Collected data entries
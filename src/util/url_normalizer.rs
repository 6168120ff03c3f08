use percent_encoding::{utf8_percent_encode, AsciiSet, NON_ALPHANUMERIC};

/// Characters left untouched when a feed URL is embedded as a query component.
///
/// Matches the unreserved set of an ECMAScript `encodeURIComponent`, which is
/// what the public relays expect to receive.
const COMPONENT: &AsciiSet = &NON_ALPHANUMERIC
    .remove(b'-')
    .remove(b'_')
    .remove(b'.')
    .remove(b'!')
    .remove(b'~')
    .remove(b'*')
    .remove(b'\'')
    .remove(b'(')
    .remove(b')');

/// Canonicalizes a user-supplied feed URL.
///
/// Surrounding whitespace is dropped, `https://` is prepended when the input
/// carries neither an `http://` nor an `https://` prefix, and a single trailing
/// slash is removed. Nothing else is touched: query strings, case and hosts
/// are kept verbatim, so the result is usable as a cache key.
///
/// # Examples
///
/// ```
/// use feedrace::util::normalize_url;
///
/// assert_eq!(normalize_url("example.com/feed/"), "https://example.com/feed");
/// assert_eq!(normalize_url("http://example.com/rss"), "http://example.com/rss");
/// ```
pub fn normalize_url(input: &str) -> String {
    let trimmed = input.trim();

    let mut normalized = if trimmed.starts_with("http://") || trimmed.starts_with("https://") {
        trimmed.to_owned()
    } else {
        format!("https://{trimmed}")
    };

    if normalized.ends_with('/') {
        normalized.pop();
    }

    normalized
}

/// Percent-encodes `value` for use as a single query component.
pub fn encode_component(value: &str) -> String {
    utf8_percent_encode(value, COMPONENT).to_string()
}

▶ About this exercise
In this exercise, repeat the entries above verbatim.

▶ Task result
filename src/util/url_normalizer.rs
repository 6168120ff03c3f08
use percent_encoding::{utf8_percent_encode, AsciiSet, NON_ALPHANUMERIC};

/// Characters left untouched when a feed URL is embedded as a query component.
///
/// Matches the unreserved set of an ECMAScript `encodeURIComponent`, which is
/// what the public relays expect to receive.
const COMPONENT: &AsciiSet = &NON_ALPHANUMERIC
    .remove(b'-')
    .remove(b'_')
    .remove(b'.')
    .remove(b'!')
    .remove(b'~')
    .remove(b'*')
    .remove(b'\'')
    .remove(b'(')
    .remove(b')');

/// Canonicalizes a user-supplied feed URL.
///
/// Surrounding whitespace is dropped, `https://` is prepended when the input
/// carries neither an `http://` nor an `https://` prefix, and a single trailing
/// slash is removed. Nothing else is touched: query strings, case and hosts
/// are kept verbatim, so the result is usable as a cache key.
///
/// # Examples
///
/// ```
/// use feedrace::util::normalize_url;
///
/// assert_eq!(normalize_url("example.com/feed/"), "https://example.com/feed");
/// assert_eq!(normalize_url("http://example.com/rss"), "http://example.com/rss");
/// ```
pub fn normalize_url(input: &str) -> String {
    let trimmed = input.trim();

    let mut normalized = if trimmed.starts_with("http://") || trimmed.starts_with("https://") {
        trimmed.to_owned()
    } else {
        format!("https://{trimmed}")
    };

    if normalized.ends_with('/') {
        normalized.pop();
    }

    normalized
}

/// Percent-encodes `value` for use as a single query component.
pub fn encode_component(value: &str) -> String {
    utf8_percent_encode(value, COMPONENT).to_string()
}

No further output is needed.